**WHAT YOU NEED TO DO:** Output only the lines below that start at the line containing "repository 2bc8d8d24110c7a0" and end at the line containing "pub mod traits;", with both ends kept.

==== DATA FOR THIS EXERCISE

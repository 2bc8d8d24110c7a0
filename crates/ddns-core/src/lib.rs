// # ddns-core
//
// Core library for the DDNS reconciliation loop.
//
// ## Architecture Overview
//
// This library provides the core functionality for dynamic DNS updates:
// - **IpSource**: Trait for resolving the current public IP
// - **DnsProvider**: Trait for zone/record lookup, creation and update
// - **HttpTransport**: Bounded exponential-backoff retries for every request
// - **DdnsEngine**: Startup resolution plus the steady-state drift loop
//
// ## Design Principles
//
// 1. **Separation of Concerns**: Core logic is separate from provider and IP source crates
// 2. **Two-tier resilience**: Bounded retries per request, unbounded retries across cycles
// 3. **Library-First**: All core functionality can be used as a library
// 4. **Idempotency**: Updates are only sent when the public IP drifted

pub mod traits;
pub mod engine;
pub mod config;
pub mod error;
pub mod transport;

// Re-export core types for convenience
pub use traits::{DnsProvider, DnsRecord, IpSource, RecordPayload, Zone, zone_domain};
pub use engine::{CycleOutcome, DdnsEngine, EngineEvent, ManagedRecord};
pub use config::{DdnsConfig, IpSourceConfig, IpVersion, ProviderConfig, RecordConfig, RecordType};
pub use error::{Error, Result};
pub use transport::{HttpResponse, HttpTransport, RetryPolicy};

========
==== DATA FOR THIS EXERCISE

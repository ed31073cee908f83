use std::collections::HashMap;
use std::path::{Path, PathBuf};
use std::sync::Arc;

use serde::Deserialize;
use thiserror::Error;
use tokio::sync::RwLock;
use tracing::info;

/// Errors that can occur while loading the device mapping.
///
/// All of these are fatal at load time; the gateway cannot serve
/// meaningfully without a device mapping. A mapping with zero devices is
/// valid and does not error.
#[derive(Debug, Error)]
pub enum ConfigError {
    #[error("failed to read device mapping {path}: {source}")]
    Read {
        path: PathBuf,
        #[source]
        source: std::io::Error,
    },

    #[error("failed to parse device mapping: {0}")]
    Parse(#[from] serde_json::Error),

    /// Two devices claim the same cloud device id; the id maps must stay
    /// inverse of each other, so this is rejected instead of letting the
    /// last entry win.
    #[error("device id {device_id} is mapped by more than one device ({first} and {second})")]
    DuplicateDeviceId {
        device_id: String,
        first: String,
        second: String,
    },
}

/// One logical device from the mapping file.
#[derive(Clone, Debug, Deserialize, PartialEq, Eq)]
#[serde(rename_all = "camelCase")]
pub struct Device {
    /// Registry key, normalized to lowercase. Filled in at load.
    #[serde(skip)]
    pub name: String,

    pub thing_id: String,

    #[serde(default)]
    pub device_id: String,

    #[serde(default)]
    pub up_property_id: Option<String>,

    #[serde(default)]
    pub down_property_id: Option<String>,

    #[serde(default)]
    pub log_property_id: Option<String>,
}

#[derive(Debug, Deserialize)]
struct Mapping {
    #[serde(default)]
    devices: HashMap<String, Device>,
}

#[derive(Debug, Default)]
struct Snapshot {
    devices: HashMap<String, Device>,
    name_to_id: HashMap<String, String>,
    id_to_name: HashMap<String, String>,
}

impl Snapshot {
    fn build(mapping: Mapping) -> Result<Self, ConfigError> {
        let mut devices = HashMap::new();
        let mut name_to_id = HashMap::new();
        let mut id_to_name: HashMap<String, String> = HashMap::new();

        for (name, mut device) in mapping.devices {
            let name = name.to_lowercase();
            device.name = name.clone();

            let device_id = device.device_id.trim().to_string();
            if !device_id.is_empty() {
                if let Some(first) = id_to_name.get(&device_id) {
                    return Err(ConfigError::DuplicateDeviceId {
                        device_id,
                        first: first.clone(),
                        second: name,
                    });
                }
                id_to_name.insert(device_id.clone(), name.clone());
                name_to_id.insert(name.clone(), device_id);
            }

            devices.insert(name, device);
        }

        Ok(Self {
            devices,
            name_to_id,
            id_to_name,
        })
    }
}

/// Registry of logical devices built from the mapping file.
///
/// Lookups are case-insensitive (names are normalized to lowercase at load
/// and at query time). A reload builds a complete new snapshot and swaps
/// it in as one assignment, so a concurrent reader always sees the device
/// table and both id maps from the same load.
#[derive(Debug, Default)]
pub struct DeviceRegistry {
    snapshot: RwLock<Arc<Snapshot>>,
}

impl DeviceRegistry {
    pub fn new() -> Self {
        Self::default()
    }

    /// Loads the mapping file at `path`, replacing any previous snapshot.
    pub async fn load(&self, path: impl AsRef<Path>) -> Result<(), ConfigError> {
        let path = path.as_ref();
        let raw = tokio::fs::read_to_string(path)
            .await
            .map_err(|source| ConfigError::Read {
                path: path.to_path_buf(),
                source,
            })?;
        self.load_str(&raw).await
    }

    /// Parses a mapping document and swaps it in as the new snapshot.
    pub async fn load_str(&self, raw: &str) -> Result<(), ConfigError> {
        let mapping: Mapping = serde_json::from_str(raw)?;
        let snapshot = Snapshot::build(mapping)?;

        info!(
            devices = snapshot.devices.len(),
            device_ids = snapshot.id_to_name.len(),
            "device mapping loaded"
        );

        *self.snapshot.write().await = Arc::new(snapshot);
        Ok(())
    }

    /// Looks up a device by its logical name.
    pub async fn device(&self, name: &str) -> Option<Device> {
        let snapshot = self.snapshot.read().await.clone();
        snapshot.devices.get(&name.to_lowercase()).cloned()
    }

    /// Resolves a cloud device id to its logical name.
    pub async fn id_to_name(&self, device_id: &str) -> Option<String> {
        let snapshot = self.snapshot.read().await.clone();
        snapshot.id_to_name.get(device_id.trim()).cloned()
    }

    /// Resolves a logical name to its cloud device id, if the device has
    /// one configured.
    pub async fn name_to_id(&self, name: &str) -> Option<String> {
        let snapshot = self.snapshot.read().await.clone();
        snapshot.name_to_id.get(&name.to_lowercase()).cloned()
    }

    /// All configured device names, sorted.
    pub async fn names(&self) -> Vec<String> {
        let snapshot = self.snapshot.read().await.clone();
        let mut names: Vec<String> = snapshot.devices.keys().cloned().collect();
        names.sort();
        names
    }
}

========

**RESPONSE TO THE TASK:**
repository 2bc8d8d24110c7a0
filename crates/ddns-core/src/lib.rs
// # ddns-core
//
// Core library for the DDNS reconciliation loop.
//
// ## Architecture Overview
//
// This library provides the core functionality for dynamic DNS updates:
// - **IpSource**: Trait for resolving the current public IP
// - **DnsProvider**: Trait for zone/record lookup, creation and update
// - **HttpTransport**: Bounded exponential-backoff retries for every request
// - **DdnsEngine**: Startup resolution plus the steady-state drift loop
//
// ## Design Principles
//
// 1. **Separation of Concerns**: Core logic is separate from provider and IP source crates
// 2. **Two-tier resilience**: Bounded retries per request, unbounded retries across cycles
// 3. **Library-First**: All core functionality can be used as a library
// 4. **Idempotency**: Updates are only sent when the public IP drifted

pub mod traits;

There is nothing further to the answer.